The Lord of Light is most polite, but one knew not his heart.  One was a foot-soldier who knew best how to swing a mighty halberd.  Once, long after my adventures on the bridge, one hewed off the arm of a bold swordsman, and made dispirited all of his men.  Himself died, and one was not glad of that.  Better than himself had joined us, even one-armed, as many others did.

Lord Samuel, being star-minded, showed ourselves how to be an army; not an armed mob.  Oneself learned how to make firm ties of friendship with strangers.   To be not just part of the mass, but one of the people.

So, about the bridge.  Bridge across some river: who cares to know the name?  One does not fish in it or swim in it nor need to cross it ever again.  Ask someone who lives there.  But on that day, the army must cross.  And defenders were there.
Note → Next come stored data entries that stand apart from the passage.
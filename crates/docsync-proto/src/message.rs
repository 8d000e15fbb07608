//! The change message: one store mutation, independent of any transport.

use crate::envelope::Envelope;
use crate::keys;
use serde::{Deserialize, Serialize};
use serde_json::Value;
use std::collections::BTreeMap;
use std::fmt;
use std::str::FromStr;

/// Free-form message metadata.
pub type Metadata = BTreeMap<String, Value>;

/// Kind of resource a message describes.
#[derive(Debug, Clone, Copy, PartialEq, Eq, Hash, Serialize, Deserialize)]
#[serde(rename_all = "SCREAMING_SNAKE_CASE")]
pub enum ResourceType {
    /// A stored document (XML or binary)
    Document,
    /// A collection of documents and sub-collections
    Collection,
}

impl ResourceType {
    /// All resource types.
    pub const ALL: [Self; 2] = [Self::Document, Self::Collection];

    /// Wire name.
    #[must_use]
    pub const fn as_str(self) -> &'static str {
        match self {
            Self::Document => "DOCUMENT",
            Self::Collection => "COLLECTION",
        }
    }
}

impl fmt::Display for ResourceType {
    fn fmt(&self, f: &mut fmt::Formatter<'_>) -> fmt::Result {
        f.write_str(self.as_str())
    }
}

impl FromStr for ResourceType {
    type Err = MessageError;

    fn from_str(s: &str) -> Result<Self, Self::Err> {
        match s {
            "DOCUMENT" => Ok(Self::Document),
            "COLLECTION" => Ok(Self::Collection),
            other => Err(MessageError::UnknownResourceType(other.to_string())),
        }
    }
}

/// Mutation a message describes.
#[derive(Debug, Clone, Copy, PartialEq, Eq, Hash, Serialize, Deserialize)]
#[serde(rename_all = "SCREAMING_SNAKE_CASE")]
pub enum Operation {
    /// New resource
    Create,
    /// Replaced content
    Update,
    /// Removed resource
    Delete,
    /// Relocated resource
    Move,
    /// Duplicated resource
    Copy,
    /// Owner, group, mode or mime type change only
    Metadata,
}

impl Operation {
    /// All operations.
    pub const ALL: [Self; 6] = [
        Self::Create,
        Self::Update,
        Self::Delete,
        Self::Move,
        Self::Copy,
        Self::Metadata,
    ];

    /// Wire name.
    #[must_use]
    pub const fn as_str(self) -> &'static str {
        match self {
            Self::Create => "CREATE",
            Self::Update => "UPDATE",
            Self::Delete => "DELETE",
            Self::Move => "MOVE",
            Self::Copy => "COPY",
            Self::Metadata => "METADATA",
        }
    }

    /// Whether the operation names a destination path.
    #[must_use]
    pub const fn has_destination(self) -> bool {
        matches!(self, Self::Move | Self::Copy)
    }
}

impl fmt::Display for Operation {
    fn fmt(&self, f: &mut fmt::Formatter<'_>) -> fmt::Result {
        f.write_str(self.as_str())
    }
}

impl FromStr for Operation {
    type Err = MessageError;

    fn from_str(s: &str) -> Result<Self, Self::Err> {
        match s {
            "CREATE" => Ok(Self::Create),
            "UPDATE" => Ok(Self::Update),
            "DELETE" => Ok(Self::Delete),
            "MOVE" => Ok(Self::Move),
            "COPY" => Ok(Self::Copy),
            "METADATA" => Ok(Self::Metadata),
            other => Err(MessageError::UnknownOperation(other.to_string())),
        }
    }
}

/// Whether a message of this kind may carry a payload.
#[must_use]
pub const fn carries_payload(resource_type: ResourceType, operation: Operation) -> bool {
    matches!(
        (resource_type, operation),
        (ResourceType::Document, Operation::Create | Operation::Update)
    )
}

/// One replicated store mutation.
#[derive(Debug, Clone, PartialEq, Serialize, Deserialize)]
pub struct ChangeMessage {
    /// Kind of resource
    pub resource_type: ResourceType,
    /// Kind of mutation
    pub operation: Operation,
    /// Absolute path of the affected resource
    pub source_path: String,
    /// New or duplicate path, MOVE and COPY only
    pub destination_path: Option<String>,
    /// Owner, group, mode, mime type and any extra envelope properties
    pub metadata: Metadata,
    /// Encoded content, document CREATE and UPDATE only
    pub payload: Option<Vec<u8>>,
}

impl ChangeMessage {
    /// Create a message with no destination, metadata or payload.
    #[must_use]
    pub fn new(
        resource_type: ResourceType,
        operation: Operation,
        source_path: impl Into<String>,
    ) -> Self {
        Self {
            resource_type,
            operation,
            source_path: source_path.into(),
            destination_path: None,
            metadata: Metadata::new(),
            payload: None,
        }
    }

    /// Set the destination path.
    #[must_use]
    pub fn with_destination(mut self, destination: impl Into<String>) -> Self {
        self.destination_path = Some(destination.into());
        self
    }

    /// Add a metadata entry.
    #[must_use]
    pub fn with_metadata(mut self, key: impl Into<String>, value: impl Into<Value>) -> Self {
        self.metadata.insert(key.into(), value.into());
        self
    }

    /// Set the payload.
    #[must_use]
    pub fn with_payload(mut self, payload: Vec<u8>) -> Self {
        self.payload = Some(payload);
        self
    }

    /// A metadata entry if it is a string.
    #[must_use]
    pub fn metadata_str(&self, key: &str) -> Option<&str> {
        self.metadata.get(key).and_then(Value::as_str)
    }

    /// The publishing instance, if recorded.
    #[must_use]
    pub fn sender(&self) -> Option<&str> {
        self.metadata_str(keys::SENDER_INSTANCE_ID)
    }

    /// Declared body encoding, if any.
    #[must_use]
    pub fn content_encoding(&self) -> Option<&str> {
        self.metadata_str(keys::CONTENT_ENCODING)
    }

    /// Check the structural invariants.
    ///
    /// A document CREATE or UPDATE without payload passes: capture emits one
    /// when content serialization fails, and the applier rejects it.
    ///
    /// # Errors
    ///
    /// Returns error if the source path is empty, the destination does not
    /// match the operation, or a payload is attached to a kind that cannot
    /// carry one.
    pub fn validate(&self) -> Result<(), MessageError> {
        if self.source_path.is_empty() {
            return Err(MessageError::EmptySourcePath);
        }
        match (self.operation.has_destination(), &self.destination_path) {
            (true, None) => return Err(MessageError::MissingDestination(self.operation)),
            (false, Some(_)) => return Err(MessageError::UnexpectedDestination(self.operation)),
            (true, Some(dest)) if dest.is_empty() => {
                return Err(MessageError::MissingDestination(self.operation))
            }
            _ => {}
        }
        if self.payload.is_some() && !carries_payload(self.resource_type, self.operation) {
            return Err(MessageError::UnexpectedPayload {
                resource_type: self.resource_type,
                operation: self.operation,
            });
        }
        Ok(())
    }

    /// Build the transport envelope.
    ///
    /// Metadata entries become properties; routing properties are written last.
    #[must_use]
    pub fn to_envelope(&self) -> Envelope {
        let mut properties = self.metadata.clone();
        properties.insert(
            keys::RESOURCE_TYPE.to_string(),
            Value::from(self.resource_type.as_str()),
        );
        properties.insert(
            keys::RESOURCE_OPERATION.to_string(),
            Value::from(self.operation.as_str()),
        );
        properties.insert(
            keys::SOURCE_PATH.to_string(),
            Value::from(self.source_path.as_str()),
        );
        if let Some(dest) = &self.destination_path {
            properties.insert(keys::DESTINATION_PATH.to_string(), Value::from(dest.as_str()));
        }

        Envelope {
            properties,
            body: self.payload.clone(),
        }
    }

    /// Rebuild a message from a transport envelope.
    ///
    /// Every non-routing property is copied verbatim into metadata.
    ///
    /// # Errors
    ///
    /// Returns error if a routing property is missing, not a string, names an
    /// unknown type or operation, or the result violates [`Self::validate`].
    pub fn from_envelope(envelope: &Envelope) -> Result<Self, MessageError> {
        let resource_type: ResourceType = required_str(envelope, keys::RESOURCE_TYPE)?.parse()?;
        let operation: Operation = required_str(envelope, keys::RESOURCE_OPERATION)?.parse()?;
        let source_path = required_str(envelope, keys::SOURCE_PATH)?.to_string();
        let destination_path = match envelope.properties.get(keys::DESTINATION_PATH) {
            None => None,
            Some(Value::String(dest)) => Some(dest.clone()),
            Some(_) => return Err(MessageError::InvalidProperty(keys::DESTINATION_PATH)),
        };

        let metadata = envelope
            .properties
            .iter()
            .filter(|(key, _)| !keys::is_routing_key(key))
            .map(|(key, value)| (key.clone(), value.clone()))
            .collect();

        let message = Self {
            resource_type,
            operation,
            source_path,
            destination_path,
            metadata,
            payload: envelope.body.clone(),
        };
        message.validate()?;
        Ok(message)
    }
}

fn required_str<'a>(envelope: &'a Envelope, key: &'static str) -> Result<&'a str, MessageError> {
    match envelope.properties.get(key) {
        None => Err(MessageError::MissingProperty(key)),
        Some(Value::String(value)) => Ok(value),
        Some(_) => Err(MessageError::InvalidProperty(key)),
    }
}

/// Errors for message conversion and validation.
#[derive(Debug, Clone, PartialEq, Eq, thiserror::Error)]
pub enum MessageError {
    /// Serialization failed
    #[error("serialization failed: {0}")]
    Serialize(String),
    /// Deserialization failed
    #[error("deserialization failed: {0}")]
    Deserialize(String),
    /// Required routing property absent
    #[error("missing property: {0}")]
    MissingProperty(&'static str),
    /// Routing property present but not a string
    #[error("property {0} is not a string")]
    InvalidProperty(&'static str),
    /// Resource type name not recognized
    #[error("unknown resource type: {0}")]
    UnknownResourceType(String),
    /// Operation name not recognized
    #[error("unknown operation: {0}")]
    UnknownOperation(String),
    /// Source path empty
    #[error("source path is empty")]
    EmptySourcePath,
    /// MOVE or COPY without destination
    #[error("{0} requires a destination path")]
    MissingDestination(Operation),
    /// Destination given for an operation that takes none
    #[error("{0} does not take a destination path")]
    UnexpectedDestination(Operation),
    /// Payload attached to a kind that carries none
    #[error("{resource_type} {operation} cannot carry a payload")]
    UnexpectedPayload {
        /// Resource type of the message
        resource_type: ResourceType,
        /// Operation of the message
        operation: Operation,
    },
}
It was a bridge with a roof, and walls also, so that our arrow-men could not shoot down the defenders.  But boldly we surged forward, and oneself as Sargent thought to leap onto that roof, run forward and then turn to be behind the foe.  Did so foolishly, being young and new in warfare.  One thought not to see if one’s men followed, which themselves did not.  Ran gleefully forward, not thinking that the enemy would mislike such tactics and might have made ready for them.

Trip-wires themselves had laid, and trip one did.  Fell into the river with a mighty splash.  Dazed, one grasped at an offered rope.  Was pulled up before thinking that these must be foes.  Thought to make the best of surrendering, but was amazed when themselves all knelt down and unto myself they did surrender.  Begged mercy, which was play-acting since themselves had weapons, and good armour also.  Oneself had lost one’s halberd in the fall and had but a knife.

Mercenaries they were, and few men wish to die for gold.  Some did join us and became true warriors.  But on that day, themselves had seen the swarming of our men.  Also fire-boats that wiser heads than mine had set against them.  Glad not to die.  And so we waited until those ahead of us were dead or also surrendered.

Was one a hero?  Not on that day.  But one did better later on.